#### [Data records]
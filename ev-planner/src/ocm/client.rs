//! Open Charge Map API client.

use std::future::Future;
use std::sync::Arc;

use reqwest::header::{HeaderMap, HeaderName, HeaderValue};
use tokio::sync::Semaphore;

use crate::domain::Coordinate;

use super::error::OcmError;
use super::types::PoiDto;

/// Default base URL for the Open Charge Map API.
const DEFAULT_BASE_URL: &str = "https://api.openchargemap.io/v3";

/// Default maximum concurrent requests.
const DEFAULT_MAX_CONCURRENT: usize = 5;

/// Configuration for the Open Charge Map client.
#[derive(Debug, Clone)]
pub struct OcmConfig {
    /// API key for x-api-key header authentication
    pub api_key: String,
    /// Base URL for the API
    pub base_url: String,
    /// Maximum concurrent requests
    pub max_concurrent: usize,
    /// Request timeout in seconds
    pub timeout_secs: u64,
}

impl OcmConfig {
    /// Create a new config with the given API key.
    pub fn new(api_key: impl Into<String>) -> Self {
        Self {
            api_key: api_key.into(),
            base_url: DEFAULT_BASE_URL.to_string(),
            max_concurrent: DEFAULT_MAX_CONCURRENT,
            timeout_secs: 30,
        }
    }

    /// Set a custom base URL (for testing).
    pub fn with_base_url(mut self, url: impl Into<String>) -> Self {
        self.base_url = url.into();
        self
    }

    /// Set maximum concurrent requests.
    pub fn with_max_concurrent(mut self, n: usize) -> Self {
        self.max_concurrent = n;
        self
    }

    /// Set request timeout.
    pub fn with_timeout(mut self, secs: u64) -> Self {
        self.timeout_secs = secs;
        self
    }
}

/// Parameters for a POI search.
#[derive(Debug, Clone, PartialEq)]
pub struct PoiQuery {
    pub location: Coordinate,
    pub distance_km: u32,
    pub max_results: u32,
    /// Only return sites the registry marks as operational.
    pub operational_only: bool,
}

impl PoiQuery {
    fn params(&self) -> Vec<(&'static str, String)> {
        let mut params = vec![
            ("latitude", self.location.lat().to_string()),
            ("longitude", self.location.lng().to_string()),
            ("distance", self.distance_km.to_string()),
            ("distanceunit", "km".to_string()),
            ("maxresults", self.max_results.to_string()),
            ("compact", "true".to_string()),
            ("verbose", "false".to_string()),
        ];
        if self.operational_only {
            params.push(("operationalstatus", "Operational".to_string()));
        }
        params
    }
}

/// Source of EV registry entries.
///
/// This abstraction allows the station search to be tested with mock data.
pub trait RegistryProvider: Send + Sync {
    /// Fetch charging sites near a location.
    fn poi(&self, query: &PoiQuery) -> impl Future<Output = Result<Vec<PoiDto>, OcmError>> + Send;
}

/// Client for the Open Charge Map API.
#[derive(Debug, Clone)]
pub struct OcmClient {
    http: reqwest::Client,
    base_url: String,
    semaphore: Arc<Semaphore>,
}

impl OcmClient {
    /// Create a new Open Charge Map client.
    pub fn new(config: OcmConfig) -> Result<Self, OcmError> {
        let mut headers = HeaderMap::new();

        let api_key_header = HeaderValue::from_str(&config.api_key).map_err(|_| OcmError::Api {
            status: 0,
            message: "Invalid API key format".to_string(),
        })?;
        headers.insert(HeaderName::from_static("x-api-key"), api_key_header);

        let http = reqwest::Client::builder()
            .default_headers(headers)
            .timeout(std::time::Duration::from_secs(config.timeout_secs))
            .build()?;

        Ok(Self {
            http,
            base_url: config.base_url,
            semaphore: Arc::new(Semaphore::new(config.max_concurrent.max(1))),
        })
    }
}

impl RegistryProvider for OcmClient {
    async fn poi(&self, query: &PoiQuery) -> Result<Vec<PoiDto>, OcmError> {
        let _permit = self
            .semaphore
            .acquire()
            .await
            .map_err(|_| OcmError::Api {
                status: 0,
                message: "Semaphore closed".to_string(),
            })?;

        let url = format!("{}/poi", self.base_url);

        let response = self.http.get(&url).query(&query.params()).send().await?;
        let status = response.status();

        if status == reqwest::StatusCode::UNAUTHORIZED || status == reqwest::StatusCode::FORBIDDEN {
            return Err(OcmError::Unauthorized);
        }

        if !status.is_success() {
            let body = response.text().await.unwrap_or_default();
            return Err(OcmError::Api {
                status: status.as_u16(),
                message: body,
            });
        }

        let body = response.text().await?;

        serde_json::from_str(&body).map_err(|e| OcmError::Json {
            message: e.to_string(),
        })
    }
}
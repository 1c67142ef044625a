//! Candidate driving routes.

use serde::{Deserialize, Serialize};

use super::{Coordinate, Station};

/// One alternative route returned by the directions provider.
#[derive(Debug, Clone, PartialEq, Serialize, Deserialize)]
pub struct RouteCandidate {
    /// Position among the provider's alternatives.
    pub id: usize,

    /// End point of every navigation step, in travel order.
    ///
    /// These are the candidate sampling points for station search; the full
    /// polyline is deliberately not decoded.
    pub waypoints: Vec<Coordinate>,

    /// Encoded polyline of every step, for rendering only.
    pub path: Vec<String>,

    pub distance_km: f64,
    pub duration_minutes: u64,

    /// Provider's label for the route (e.g. "NH19"), possibly empty.
    pub summary: String,

    /// Charging stations found along the route, deduplicated.
    pub stations: Vec<Station>,
}

/// The part of a route kept in the session between requests.
///
/// Drops the encoded path, which is only needed for the initial render.
#[derive(Debug, Clone, PartialEq, Serialize, Deserialize)]
pub struct StoredRoute {
    pub id: usize,
    pub distance_km: f64,
    pub duration_minutes: u64,
    pub summary: String,
    pub waypoints: Vec<Coordinate>,
    pub stations: Vec<Station>,
}

impl From<&RouteCandidate> for StoredRoute {
    fn from(route: &RouteCandidate) -> Self {
        Self {
            id: route.id,
            distance_km: route.distance_km,
            duration_minutes: route.duration_minutes,
            summary: route.summary.clone(),
            waypoints: route.waypoints.clone(),
            stations: route.stations.clone(),
        }
    }
}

#### [Task goal]
I'd like the records returned exactly as they were written, please.

#### [Reply to the exercise]
filename ev-planner/src/ocm/client.rs
//! Open Charge Map API client.

use std::future::Future;
use std::sync::Arc;

use reqwest::header::{HeaderMap, HeaderName, HeaderValue};
use tokio::sync::Semaphore;

use crate::domain::Coordinate;

use super::error::OcmError;
use super::types::PoiDto;

/// Default base URL for the Open Charge Map API.
const DEFAULT_BASE_URL: &str = "https://api.openchargemap.io/v3";

/// Default maximum concurrent requests.
const DEFAULT_MAX_CONCURRENT: usize = 5;

/// Configuration for the Open Charge Map client.
#[derive(Debug, Clone)]
pub struct OcmConfig {
    /// API key for x-api-key header authentication
    pub api_key: String,
    /// Base URL for the API
    pub base_url: String,
    /// Maximum concurrent requests
    pub max_concurrent: usize,
    /// Request timeout in seconds
    pub timeout_secs: u64,
}

impl OcmConfig {
    /// Create a new config with the given API key.
    pub fn new(api_key: impl Into<String>) -> Self {
        Self {
            api_key: api_key.into(),
            base_url: DEFAULT_BASE_URL.to_string(),
            max_concurrent: DEFAULT_MAX_CONCURRENT,
            timeout_secs: 30,
        }
    }

    /// Set a custom base URL (for testing).
    pub fn with_base_url(mut self, url: impl Into<String>) -> Self {
        self.base_url = url.into();
        self
    }

    /// Set maximum concurrent requests.
    pub fn with_max_concurrent(mut self, n: usize) -> Self {
        self.max_concurrent = n;
        self
    }

    /// Set request timeout.
    pub fn with_timeout(mut self, secs: u64) -> Self {
        self.timeout_secs = secs;
        self
    }
}

/// Parameters for a POI search.
#[derive(Debug, Clone, PartialEq)]
pub struct PoiQuery {
    pub location: Coordinate,
    pub distance_km: u32,
    pub max_results: u32,
    /// Only return sites the registry marks as operational.
    pub operational_only: bool,
}

impl PoiQuery {
    fn params(&self) -> Vec<(&'static str, String)> {
        let mut params = vec![
            ("latitude", self.location.lat().to_string()),
            ("longitude", self.location.lng().to_string()),
            ("distance", self.distance_km.to_string()),
            ("distanceunit", "km".to_string()),
            ("maxresults", self.max_results.to_string()),
            ("compact", "true".to_string()),
            ("verbose", "false".to_string()),
        ];
        if self.operational_only {
            params.push(("operationalstatus", "Operational".to_string()));
        }
        params
    }
}

/// Source of EV registry entries.
///
/// This abstraction allows the station search to be tested with mock data.
pub trait RegistryProvider: Send + Sync {
    /// Fetch charging sites near a location.
    fn poi(&self, query: &PoiQuery) -> impl Future<Output = Result<Vec<PoiDto>, OcmError>> + Send;
}

/// Client for the Open Charge Map API.
#[derive(Debug, Clone)]
pub struct OcmClient {
    http: reqwest::Client,
    base_url: String,
    semaphore: Arc<Semaphore>,
}

impl OcmClient {
    /// Create a new Open Charge Map client.
    pub fn new(config: OcmConfig) -> Result<Self, OcmError> {
        let mut headers = HeaderMap::new();

        let api_key_header = HeaderValue::from_str(&config.api_key).map_err(|_| OcmError::Api {
            status: 0,
            message: "Invalid API key format".to_string(),
        })?;
        headers.insert(HeaderName::from_static("x-api-key"), api_key_header);

        let http = reqwest::Client::builder()
            .default_headers(headers)
            .timeout(std::time::Duration::from_secs(config.timeout_secs))
            .build()?;

        Ok(Self {
            http,
            base_url: config.base_url,
            semaphore: Arc::new(Semaphore::new(config.max_concurrent.max(1))),
        })
    }
}

impl RegistryProvider for OcmClient {
    async fn poi(&self, query: &PoiQuery) -> Result<Vec<PoiDto>, OcmError> {
        let _permit = self
            .semaphore
            .acquire()
            .await
            .map_err(|_| OcmError::Api {
                status: 0,
                message: "Semaphore closed".to_string(),
            })?;

        let url = format!("{}/poi", self.base_url);

        let response = self.http.get(&url).query(&query.params()).send().await?;
        let status = response.status();

        if status == reqwest::StatusCode::UNAUTHORIZED || status == reqwest::StatusCode::FORBIDDEN {
            return Err(OcmError::Unauthorized);
        }

        if !status.is_success() {
            let body = response.text().await.unwrap_or_default();
            return Err(OcmError::Api {
                status: status.as_u16(),
                message: body,
            });
        }

        let body = response.text().await?;

        serde_json::from_str(&body).map_err(|e| OcmError::Json {
            message: e.to_string(),
        })
    }
}
repository 1c67142ef044625a
//! Candidate driving routes.

use serde::{Deserialize, Serialize};

use super::{Coordinate, Station};

/// One alternative route returned by the directions provider.
#[derive(Debug, Clone, PartialEq, Serialize, Deserialize)]
pub struct RouteCandidate {
    /// Position among the provider's alternatives.
    pub id: usize,

    /// End point of every navigation step, in travel order.
    ///
    /// These are the candidate sampling points for station search; the full
    /// polyline is deliberately not decoded.
    pub waypoints: Vec<Coordinate>,

    /// Encoded polyline of every step, for rendering only.
    pub path: Vec<String>,

    pub distance_km: f64,
    pub duration_minutes: u64,

    /// Provider's label for the route (e.g. "NH19"), possibly empty.
    pub summary: String,

    /// Charging stations found along the route, deduplicated.
    pub stations: Vec<Station>,
}

/// The part of a route kept in the session between requests.
///
/// Drops the encoded path, which is only needed for the initial render.
#[derive(Debug, Clone, PartialEq, Serialize, Deserialize)]
pub struct StoredRoute {
    pub id: usize,
    pub distance_km: f64,
    pub duration_minutes: u64,
    pub summary: String,
    pub waypoints: Vec<Coordinate>,
    pub stations: Vec<Station>,
}

impl From<&RouteCandidate> for StoredRoute {
    fn from(route: &RouteCandidate) -> Self {
        Self {
            id: route.id,
            distance_km: route.distance_km,
            duration_minutes: route.duration_minutes,
            summary: route.summary.clone(),
            waypoints: route.waypoints.clone(),
            stations: route.stations.clone(),
        }
    }
}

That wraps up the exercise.